- **Problem description**:
Starting at the top of the records, output every line through the one that contains "the fee ceiling", keeping each exactly as it appears.

- **Supplied data**:
● ● ●

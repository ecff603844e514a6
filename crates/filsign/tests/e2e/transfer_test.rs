//! Integration tests for transfers.
//!
//! These tests verify the full message pipeline for value transfers:
//! - Nonce, gas estimation, signing, push and wait in order
//! - Gas overestimation, fee cap fallback and the fee ceiling
//! - Missing keys and failed executions
//! - Batches halting at the first failing item

#![allow(
    clippy::expect_used,
    clippy::unwrap_used,
    clippy::panic,
    clippy::indexing_slicing,
    dead_code
)]

use filsign::executor::{
    BatchTransferRequest, ExecutionOutcome, Executor, OperationRequest, TransferRequest,
};
use filsign::gas::GasEstimator;
use filsign_chain::params::METHOD_SEND;
use filsign_chain::{Address, TokenAmount};
use filsign_core::error::ExecutionErrorKind;
use filsign_core::{OperationKind, SignatureType};
use filsign_crypto::generate_key;

use crate::common::{executor, fil, MockNode, RecordingVault, ESTIMATED_GAS_LIMIT, GAS_USED};

fn transfer(from: &Address, to: &str, amount: &str) -> TransferRequest {
    TransferRequest::new(from.to_string(), to, amount)
}

// ============================================================================
// Single Transfer
// ============================================================================

#[tokio::test]
async fn test_transfer_runs_full_pipeline() {
    let executor = executor();
    let from = executor.vault().add_key(SignatureType::Secp256k1);
    executor.gateway().update(|s| {
        s.nonces.insert(from, 7);
    });

    let outcome = executor
        .execute(OperationRequest::Transfer(transfer(&from, "f01001", "1.5")))
        .await
        .unwrap();

    assert_eq!(
        executor.gateway().calls(),
        vec![
            "MpoolGetNonce",
            "GasEstimateMessageGas",
            "GasEstimateGasPremium",
            "GasEstimateFeeCap",
            "MpoolPush",
            "StateWaitMsg",
        ]
    );

    let pushed = executor.gateway().pushed();
    assert_eq!(pushed.len(), 1);
    let message = &pushed[0].message;
    assert_eq!(message.from, from);
    assert_eq!(message.to, Address::new_id(1001));
    assert_eq!(message.method, METHOD_SEND);
    assert_eq!(message.nonce, 7);
    assert_eq!(message.value, fil("1.5"));
    assert!(message.params.is_empty());

    let ExecutionOutcome::Confirmed(receipt) = outcome else {
        panic!("expected a confirmed message");
    };
    assert_eq!(receipt.operation, OperationKind::Transfer);
    assert_eq!(receipt.cid, pushed[0].cid().unwrap());
    assert_eq!(receipt.nonce, 7);
    assert_eq!(receipt.value, fil("1.5"));
    assert_eq!(receipt.height, 1_000);
    assert_eq!(receipt.gas_used, GAS_USED);
}

#[tokio::test]
async fn test_signature_verifies_against_sender() {
    for sig_type in [SignatureType::Secp256k1, SignatureType::Bls] {
        let executor = executor();
        let from = executor.vault().add_key(sig_type);

        executor
            .execute(OperationRequest::Transfer(transfer(&from, "f01001", "0.1")))
            .await
            .unwrap();

        let signed = &executor.gateway().pushed()[0];
        assert_eq!(signed.signature.sig_type, sig_type);
        let payload = signed.message.signing_bytes().unwrap();
        filsign_crypto::verify(&from, &signed.signature, &payload).unwrap();
    }
}

#[tokio::test]
async fn test_gas_fields_are_estimated_and_overestimated() {
    let executor = executor();
    let from = executor.vault().add_key(SignatureType::Secp256k1);

    executor
        .execute(OperationRequest::Transfer(transfer(&from, "f01001", "1")))
        .await
        .unwrap();

    let message = &executor.gateway().pushed()[0].message;
    assert_eq!(message.gas_limit, ESTIMATED_GAS_LIMIT * 3 / 2);
    assert_eq!(message.gas_premium, TokenAmount::from(100_u64));
    assert_eq!(message.gas_fee_cap, TokenAmount::from(200_u64));
}

#[tokio::test]
async fn test_fee_cap_failure_is_not_fatal() {
    let executor = executor();
    let from = executor.vault().add_key(SignatureType::Secp256k1);
    executor.gateway().update(|s| s.fail_fee_cap = true);

    let result = executor
        .execute(OperationRequest::Transfer(transfer(&from, "f01001", "1")))
        .await;

    assert!(result.is_ok());
    assert!(executor.gateway().called("GasEstimateFeeCap"));
    let message = &executor.gateway().pushed()[0].message;
    assert!(message.gas_fee_cap.is_zero());
    assert_eq!(message.gas_premium, TokenAmount::from(100_u64));
}

#[tokio::test]
async fn test_fee_cap_estimate_skipped_when_already_set() {
    let executor = executor();
    let from = executor.vault().add_key(SignatureType::Secp256k1);
    executor
        .gateway()
        .update(|s| s.message_fee_cap = TokenAmount::from(300_u64));

    executor
        .execute(OperationRequest::Transfer(transfer(&from, "f01001", "1")))
        .await
        .unwrap();

    assert!(!executor.gateway().called("GasEstimateFeeCap"));
    let message = &executor.gateway().pushed()[0].message;
    assert_eq!(message.gas_fee_cap, TokenAmount::from(300_u64));
}

#[tokio::test]
async fn test_fee_ceiling_bounds_fee_cap_and_premium() {
    // 1.5M gas at 200 attoFIL is 300M attoFIL, twice the ceiling
    let executor = Executor::new(
        MockNode::new(),
        RecordingVault::new(),
        GasEstimator::new(TokenAmount::from(150_000_000_u64)),
    );
    let from = executor.vault().add_key(SignatureType::Secp256k1);
    executor
        .gateway()
        .update(|s| s.premium = TokenAmount::from(150_u64));

    executor
        .execute(OperationRequest::Transfer(transfer(&from, "f01001", "1")))
        .await
        .unwrap();

    let message = &executor.gateway().pushed()[0].message;
    assert_eq!(message.gas_fee_cap, TokenAmount::from(100_u64));
    assert_eq!(message.gas_premium, TokenAmount::from(100_u64));
    assert!(message.max_fee() <= TokenAmount::from(150_000_000_u64));
}

// ============================================================================
// Failures
// ============================================================================

#[tokio::test]
async fn test_missing_key_fails_before_push() {
    let executor = executor();
    let (_, stranger) = generate_key(SignatureType::Secp256k1);

    let err = executor
        .execute(OperationRequest::Transfer(transfer(&stranger, "f01001", "1")))
        .await
        .unwrap_err();

    assert!(matches!(err.kind(), ExecutionErrorKind::KeyNotFound { address } if *address == stranger.to_string()));
    assert!(!err.is_refusal());
    assert!(!executor.gateway().called("MpoolPush"));
    assert_eq!(executor.vault().get_calls(), 0);
}

#[tokio::test]
async fn test_malformed_request_never_reaches_node() {
    let executor = executor();
    let from = executor.vault().add_key(SignatureType::Secp256k1);

    for (to, amount) in [("not-an-address", "1"), ("f01001", "1.2.3"), ("f01001", "-1")] {
        let err = executor
            .execute(OperationRequest::Transfer(transfer(&from, to, amount)))
            .await
            .unwrap_err();
        assert!(
            matches!(err.kind(), ExecutionErrorKind::Validation(_)),
            "{to} {amount}: {err}"
        );
    }
    assert!(executor.gateway().calls().is_empty());
    assert_eq!(executor.vault().lookups(), 0);
}

#[tokio::test]
async fn test_nonzero_exit_code_fails_after_push() {
    let executor = executor();
    let from = executor.vault().add_key(SignatureType::Secp256k1);
    executor.gateway().update(|s| s.exit_code = 16);

    let err = executor
        .execute(OperationRequest::Transfer(transfer(&from, "f01001", "1")))
        .await
        .unwrap_err();

    let pushed = executor.gateway().pushed();
    assert_eq!(pushed.len(), 1);
    match err.kind() {
        ExecutionErrorKind::ExecutionFailed { cid, exit_code } => {
            assert_eq!(*exit_code, 16);
            assert_eq!(*cid, pushed[0].cid().unwrap().to_string());
        }
        other => panic!("expected ExecutionFailed, got {other:?}"),
    }
    assert_eq!(err.operation(), OperationKind::Transfer);
    assert_eq!(err.amount(), Some("1"));
}

// ============================================================================
// Batches
// ============================================================================

#[tokio::test]
async fn test_batch_runs_in_order_with_fresh_nonces() {
    let executor = executor();
    let from = executor.vault().add_key(SignatureType::Secp256k1);
    let request = BatchTransferRequest {
        items: vec![
            transfer(&from, "f01001", "1"),
            transfer(&from, "f01002", "2"),
            transfer(&from, "f01003", "3"),
        ],
    };

    let outcome = executor
        .execute(OperationRequest::BatchTransfer(request))
        .await
        .unwrap();

    let ExecutionOutcome::Batch(receipts) = outcome else {
        panic!("expected a batch outcome");
    };
    assert_eq!(receipts.len(), 3);
    for (i, receipt) in receipts.iter().enumerate() {
        assert_eq!(receipt.nonce, i as u64);
        assert_eq!(receipt.to, Address::new_id(1001 + i as u64));
    }
}

#[tokio::test]
async fn test_batch_halts_at_failing_item() {
    let executor = executor();
    let from = executor.vault().add_key(SignatureType::Secp256k1);
    let request = BatchTransferRequest {
        items: vec![
            transfer(&from, "f01001", "1"),
            transfer(&from, "not-an-address", "2"),
            transfer(&from, "f01003", "3"),
        ],
    };

    let mut reported = Vec::new();
    let err = executor
        .batch_transfer(&request, |index, receipt| {
            reported.push((index, receipt.to));
        })
        .await
        .unwrap_err();

    assert_eq!(reported, vec![(1, Address::new_id(1001))]);
    match err.kind() {
        ExecutionErrorKind::BatchItemFailed { index, source } => {
            assert_eq!(*index, 2);
            assert!(matches!(source.kind(), ExecutionErrorKind::Validation(_)));
        }
        other => panic!("expected BatchItemFailed, got {other:?}"),
    }

    // item 3 was never attempted
    let pushed = executor.gateway().pushed();
    assert_eq!(pushed.len(), 1);
    assert_eq!(pushed[0].message.to, Address::new_id(1001));
}

#[tokio::test]
async fn test_batch_failure_keeps_refusal_classification() {
    let executor = executor();
    let from = executor.vault().add_key(SignatureType::Secp256k1);
    let (_, stranger) = generate_key(SignatureType::Secp256k1);
    let request = BatchTransferRequest {
        items: vec![
            transfer(&from, "f01001", "1"),
            transfer(&stranger, "f01002", "1"),
        ],
    };

    let err = executor
        .execute(OperationRequest::BatchTransfer(request))
        .await
        .unwrap_err();

    assert!(matches!(
        err.root_kind(),
        ExecutionErrorKind::KeyNotFound { .. }
    ));
    assert!(!err.is_refusal());
}

#[tokio::test]
async fn test_empty_batch_is_rejected() {
    let executor = executor();

    let err = executor
        .execute(OperationRequest::BatchTransfer(BatchTransferRequest {
            items: Vec::new(),
        }))
        .await
        .unwrap_err();

    assert!(matches!(err.kind(), ExecutionErrorKind::Validation(_)));
    assert!(executor.gateway().calls().is_empty());
}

● ● ●

- **Response for this exercise**:
repository ecff603844e514a6
filename crates/filsign/tests/e2e/transfer_test.rs
//! Integration tests for transfers.
//!
//! These tests verify the full message pipeline for value transfers:
//! - Nonce, gas estimation, signing, push and wait in order
//! - Gas overestimation, fee cap fallback and the fee ceiling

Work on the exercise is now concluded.